2. Nadie puede ser arrebatado de la muerte natural contra la disposición del derecho civil. Por ejemplo, si uno es condenado a muerte por el juez, nadie debe arrebatarle de ella con violencia. Por eso, tampoco puede nadie violar el orden natural, que pone al hijo bajo el cuidado del padre para librarle del peligro de muerte eterna.
3. Los judíos son siervos de los príncipes con servidumbre civil, y ésta no excluye el orden del derecho natural ni del divino.
4. El hombre se ordena a Dios por la razón, por la cual puede conocerlo. Luego el niño, antes del uso de razón, según el orden natural, está ordenado a Dios por la razón de sus padres, bajo cuya protección naturalmente se encuentra, y en lo concerniente a las cosas divinas debe actuarse sobre el niño solamente de acuerdo con la voluntad de sus padres.

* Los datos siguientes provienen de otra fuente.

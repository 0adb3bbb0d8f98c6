use sea_orm_migration::prelude::*;

#[derive(DeriveMigrationName)]
pub struct Migration;

#[async_trait::async_trait]
impl MigrationTrait for Migration {
    async fn up(&self, manager: &SchemaManager) -> Result<(), DbErr> {
        manager
            .create_table(
                Table::create()
                    .table(Students::Table)
                    .col(
                        ColumnDef::new(Students::Id)
                            .big_integer()
                            .not_null()
                            .auto_increment()
                            .primary_key(),
                    )
                    .col(ColumnDef::new(Students::Name).string_len(100).not_null())
                    .col(
                        ColumnDef::new(Students::RollNo)
                            .string_len(20)
                            .not_null()
                            .unique_key(),
                    )
                    .col(
                        ColumnDef::new(Students::Email)
                            .string_len(120)
                            .not_null()
                            .unique_key(),
                    )
                    .col(
                        ColumnDef::new(Students::PasswordHash)
                            .string_len(256)
                            .not_null(),
                    )
                    .col(ColumnDef::new(Students::Year).integer().not_null())
                    // No foreign key here: the teams table references students
                    // for its leader, so the membership reference stays a
                    // plain column to avoid a circular constraint.
                    .col(ColumnDef::new(Students::TeamId).big_integer())
                    .col(
                        ColumnDef::new(Students::CreatedAt)
                            .timestamp()
                            .not_null()
                            .extra("DEFAULT CURRENT_TIMESTAMP".to_string()),
                    )
                    .to_owned(),
            )
            .await
    }

    async fn down(&self, manager: &SchemaManager) -> Result<(), DbErr> {
        manager
            .drop_table(Table::drop().table(Students::Table).to_owned())
            .await
    }
}

/// Learn more at https://docs.rs/sea-query#iden
#[derive(Iden)]
pub(crate) enum Students {
    Table,
    Id,
    Name,
    RollNo,
    Email,
    PasswordHash,
    Year,
    TeamId,
    CreatedAt,
}
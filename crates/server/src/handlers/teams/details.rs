use std::sync::Arc;

use axum::{
    extract::{Path, State},
    http::StatusCode,
    Json,
};
use axum_derive_error::ErrorResponse;
use db::{student, team, ColumnTrait, DatabaseConnection, DbErr, EntityTrait, QueryFilter};
use derive_more::{Display, Error, From};

use super::TeamDetailsData;

/// Errors that may occur while fetching team details.
#[derive(ErrorResponse, Display, From, Error)]
pub(super) enum TeamDetailsError {
    /// Database-related error.
    DatabaseError(DbErr),

    #[status(StatusCode::NOT_FOUND)]
    #[display(fmt = "Team not found")]
    TeamNotFound,
}

/// Team details handler.
pub(super) async fn details(
    State(db): State<Arc<DatabaseConnection>>,
    Path(team_id): Path<i64>,
) -> Result<Json<TeamDetailsData>, TeamDetailsError> {
    let team = team::Entity::find_by_id(team_id)
        .one(&*db)
        .await?
        .ok_or(TeamDetailsError::TeamNotFound)?;

    let members = student::Entity::find()
        .filter(student::Column::TeamId.eq(team.id))
        .all(&*db)
        .await?;

    Ok(Json(TeamDetailsData::new(team, members)))
}
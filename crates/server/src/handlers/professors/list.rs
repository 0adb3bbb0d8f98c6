use std::sync::Arc;

use axum::{extract::State, Json};
use axum_derive_error::ErrorResponse;
use db::{professor, DatabaseConnection, DbErr, EntityTrait};
use derive_more::{Display, Error, From};

use super::ProfessorData;

/// Errors that may occur while listing professors.
#[derive(ErrorResponse, Display, From, Error)]
pub(super) enum ListProfessorsError {
    /// Database-related error.
    DatabaseError(DbErr),
}

/// Professor listing handler.
pub(super) async fn list(
    State(db): State<Arc<DatabaseConnection>>,
) -> Result<Json<Vec<ProfessorData>>, ListProfessorsError> {
    let professors = professor::Entity::find().all(&*db).await?;

    Ok(Json(professors.into_iter().map(Into::into).collect()))
}

#[cfg(test)]
mod tests {
    use std::sync::Arc;

    use crate::testing::{bearer, create_database, create_student, ResponseBodyExt};

    use assert_json::assert_json;
    use axum::{
        body::Body,
        http::{Request, StatusCode},
    };
    use common::config::Config;
    use db::{professor, ActiveValue, EntityTrait};
    use tower::ServiceExt;

    #[tokio::test]
    async fn list() {
        let db = create_database().await;

        let student = create_student(&db, "Student", "CS2021001", "student@example.com").await;

        professor::Entity::insert(professor::ActiveModel {
            name: ActiveValue::Set(String::from("Dr. Smith")),
            email: ActiveValue::Set(String::from("smith@example.edu")),
            department: ActiveValue::Set(String::from("Computer Science")),
            accepted_team_count: ActiveValue::Set(0),
            created_at: ActiveValue::Set(db::now()),
            ..Default::default()
        })
        .exec_without_returning(&db)
        .await
        .expect("unable to insert professor");

        let response = crate::app_router(Arc::new(db), Arc::new(Config::for_tests()))
            .oneshot(
                Request::builder()
                    .method("GET")
                    .uri("/professors")
                    .header("Authorization", bearer(student.id))
                    .body(Body::empty())
                    .unwrap(),
            )
            .await
            .unwrap();

        assert_eq!(response.status(), StatusCode::OK);

        assert_json!(response.json().await, [
            {
                "name": "Dr. Smith",
                "department": "Computer Science",
                "accepted_team_count": 0,
            }
        ]);
    }
}
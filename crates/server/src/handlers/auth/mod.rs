/// Student authentication route.
mod login;

/// Student profile routes.
mod profile;

/// Student registration route.
mod register;

use std::sync::Arc;

use axum::{
    routing::{get, post},
    Router,
};
use db::{student, DatabaseConnection};
use serde::Serialize;

/// Create a router with routes that are available without authentication.
pub(crate) fn routes() -> Router<Arc<DatabaseConnection>> {
    Router::new()
        .route("/login", post(login::login))
        .route("/register", post(register::register))
}

/// Create a router with profile routes that require an authenticated student.
pub(crate) fn profile_routes() -> Router<Arc<DatabaseConnection>> {
    Router::new().route("/profile", get(profile::profile).put(profile::update))
}

/// Serializable student account information.
///
/// The password hash never leaves the database layer.
#[derive(Serialize)]
pub(super) struct StudentData {
    pub id: i64,
    pub name: String,
    pub roll_no: String,
    pub email: String,
    pub year: i32,
    pub team_id: Option<i64>,
}

impl From<student::Model> for StudentData {
    fn from(model: student::Model) -> Self {
        StudentData {
            id: model.id,
            name: model.name,
            roll_no: model.roll_no,
            email: model.email,
            year: model.year,
            team_id: model.team_id,
        }
    }
}
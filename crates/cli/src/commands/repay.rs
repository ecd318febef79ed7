//! Repay command implementation.

use std::time::Duration;

use anyhow::{Context, Result};
use exa_credit_api::{
    ExaClient, ExaClientConfig, QuoteKind, RouterConfig, SettlementSession, SimulationOutcome,
};

use crate::cli::{OutputFormat, RepayArgs};
use crate::commands::settlement_config;
use crate::output::{format_repay_detail, repay_json};
use crate::units::parse_amount;

/// Router tools tried before giving up on a repayment.
const MAX_SIMULATION_ATTEMPTS: usize = 3;

fn progress(format: OutputFormat, message: &str) {
    if matches!(format, OutputFormat::Table) {
        println!("{}", message);
    }
}

fn router_config(args: &RepayArgs) -> RouterConfig {
    let mut config = RouterConfig::new();
    if let Some(url) = &args.router_url {
        config = config.with_base_url(url);
    }
    if let Some(key) = &args.router_api_key {
        config = config.with_api_key(key);
    }
    config
}

async fn select_funding(session: &mut SettlementSession, args: &RepayArgs) -> Result<()> {
    match (args.from_market, args.from_token) {
        (_, Some(token)) => {
            let decimals = args.token_decimals.context("--token-decimals is required")?;
            let price = args.token_price.as_deref().context("--token-price is required")?;
            let usd_price = parse_amount(price, 18)?;
            session.fund_from_token(token.0, decimals, usd_price).await?;
        }
        (Some(market), None) => session.fund_from_market(market.0).await?,
        (None, None) => {
            let debt_market = session.config().debt_market;
            session.fund_from_market(debt_market).await?;
        }
    }
    Ok(())
}

/// Simulates until a route settles, replacing reverting router tools.
async fn simulate(session: &mut SettlementSession, timeout: Duration, format: OutputFormat) -> Result<SimulationOutcome> {
    let routed = session.mode()?.uses_router();
    for _ in 0..MAX_SIMULATION_ATTEMPTS {
        if routed {
            progress(format, "Waiting for a firm quote...");
            let amount = session.max_repay()?;
            let denylist = session.denylist().await;
            // the cap is read from the probe route
            session
                .wait_for_quote(QuoteKind::Indicative, timeout, |state| {
                    state.route.as_ref().is_some_and(|r| !denylist.contains(&r.tool))
                })
                .await?;
            session
                .wait_for_quote(QuoteKind::Firm, timeout, |state| {
                    state.request.as_ref().is_some_and(|r| r.amount == amount)
                        && state.route.as_ref().is_some_and(|r| !denylist.contains(&r.tool))
                })
                .await?;
        }

        progress(format, "Simulating...");
        match session.simulate().await? {
            SimulationOutcome::ToolReverted(tool) => {
                progress(format, &format!("Route through {} reverted, requoting...", tool));
            }
            outcome => return Ok(outcome),
        }
    }
    anyhow::bail!("No router tool settled the repayment after {} attempts", MAX_SIMULATION_ATTEMPTS)
}

pub async fn run_repay(args: &RepayArgs, format: OutputFormat) -> Result<()> {
    let config = ExaClientConfig::new()
        .with_rpc_url(&args.deployment.rpc_url)
        .with_private_key(&args.private_key)
        .with_router_config(router_config(args))
        .with_settlement_config(settlement_config(&args.deployment));

    progress(format, "Connecting to RPC...");
    let client = ExaClient::with_config(config)?;
    let timeout = Duration::from_secs(args.quote_timeout);

    progress(format, "Reading position...");
    let mut session = client.open_session(args.account.0, args.maturity).await?;
    select_funding(&mut session, args).await?;

    if session.mode()?.uses_router() {
        progress(format, "Probing swap liquidity...");
        session
            .wait_for_quote(QuoteKind::Indicative, timeout, |state| state.route.is_some())
            .await?;
    }

    let preview = session.preview().await?;
    let decimals = preview_decimals(&session)?;
    let requested = if args.amount.eq_ignore_ascii_case("max") {
        preview.position_value
    } else {
        parse_amount(&args.amount, decimals)?
    };
    let selection = session.set_position_assets(requested).await?;
    if selection.amount.is_zero() {
        anyhow::bail!("Nothing to repay: {}", preview.cap.hint);
    }
    if selection.max_reached && selection.amount < requested {
        progress(format, &format!("Amount capped: {}", preview.cap.hint));
    }

    let outcome = simulate(&mut session, timeout, format).await?;
    let preview = session.preview().await?;

    let tx_hash = match &outcome {
        SimulationOutcome::Ready if args.execute => {
            progress(format, "Submitting transaction...");
            Some(session.execute().await?)
        }
        SimulationOutcome::Ready => None,
        SimulationOutcome::Failed(failure) => {
            anyhow::bail!("Simulation failed ({:?}): {}", failure.category, failure.message)
        }
        SimulationOutcome::ToolReverted(tool) => anyhow::bail!("Route through {} reverted", tool),
        SimulationOutcome::Skipped => anyhow::bail!("Simulation was skipped"),
    };
    session.close();

    match format {
        OutputFormat::Table => {
            println!("{}", format_repay_detail(&preview, decimals, tx_hash));
            if tx_hash.is_none() {
                println!("Simulation succeeded. Pass --execute to submit.");
            }
        }
        OutputFormat::Json => {
            let json = serde_json::to_string_pretty(&repay_json(&preview, decimals, tx_hash))?;
            println!("{}", json);
        }
    }

    Ok(())
}

fn preview_decimals(session: &SettlementSession) -> Result<u8> {
    session
        .context()
        .map(|context| context.debt.decimals)
        .context("Session has no market state")
}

5. El peligro que se sigue por omisión de la predicación recae solamente sobre quien tiene el deber de predicar. De ahí que advierta de antemano Ezequiel: Yo te he puesto por atalaya de la casa de Israel (Ez 3,17; 33,7). Mas el proveer a los hijos de los infieles lo que se refiere a los sacramentos de salvación incumbe a los propios padres. Por eso recae sobre ellos la amenaza de que, por no haber recibido el sacramento, sufra menoscabo la salvación de sus hijos.